The labor market is showing clear signs of weakness. The long-term unemployment rate is on the rise, and the percentage of Americans looking for work these days has exceeded the number of available roles. Amid constant headlines about layoffs, the unemployment rate rose to a higher-than-expected 4.6% last month. Young people are struggling to stay, older workers are hesitant to retire, and the middle rung of the career ladder is collapsing as many companies “flatten out.” Only health care and construction showed significant growth. This has been called the white-collar recession, and it’s an unwelcome awakening for Americans who expected a college degree to lead to long-term security and a comfortable paycheck.
Given the timing, it’s easy to demonize artificial intelligence. Industry executives say they are “fully committed to AI,” often to the dismay of rank-and-file employees. This technology is rapidly changing how workers are evaluated on the job and how companies define productivity. It’s even shaking up the hiring process. My colleagues spoke with job seekers who submitted hundreds of resumes but were unable to land a position while HR departments were overwhelmed with AI-assisted applications. Economists and investors can’t agree on whether chatbots are the future of the workforce or a much-inflated bubble.
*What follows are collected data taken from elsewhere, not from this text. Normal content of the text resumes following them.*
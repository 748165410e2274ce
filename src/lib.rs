//! HealEasy booking engine.
//!
//! Patients describe symptoms, get matched to a specialization, and book a
//! one-hour slot with an available doctor. Doctors manage their
//! unavailability and appointment outcomes; admins oversee everything.

pub mod availability;
pub mod booking;
pub mod clinic;
pub mod config;
pub mod error;
pub mod models;
pub mod predictor;
pub mod store;

pub use availability::{AvailabilityFilter, SlotPolicy};
pub use booking::{BookingWizard, Step};
pub use clinic::Clinic;
pub use config::AppConfig;
pub use error::{BookingError, Error, Result, ValidationError};
pub use store::{MemoryStore, Repository};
But AI has become a scapegoat for something else, shouldering the blame for the woes of the U.S. job market. In other words, the economy itself is deteriorating. Years of rising interest rates and stubborn inflation, along with slowing wage growth and restrictive trade policies, have created an environment where companies are cutting budgets and the middle class is living paycheck to paycheck.
If you’re frustrated because you got a lower-than-expected raise or can’t find a new job, don’t blame the robots. Blame it on Jerome Powell.
There is no better example of the fear that AI will disrupt the job market than the so-called “world’s scariest graph.” The graph appeared in X and Bluesky posts, news reports, and a thick Substack newsletter. A simple two-line graph tracks two pieces of data: the S&P 500 and the number of U.S. job openings since 2015. The two have stayed pretty much together for the first few years, but there is a decisive break in 2022, when the stock market continues to soar and the number of job openings begins to decline. AI doomers are quick to point out that the date these two lines diverge corresponds to the public availability of OpenAI’s ChatGPT. That means a massive language model explosion instantly began displacing thousands of jobs while simultaneously pumping money into Wall Street.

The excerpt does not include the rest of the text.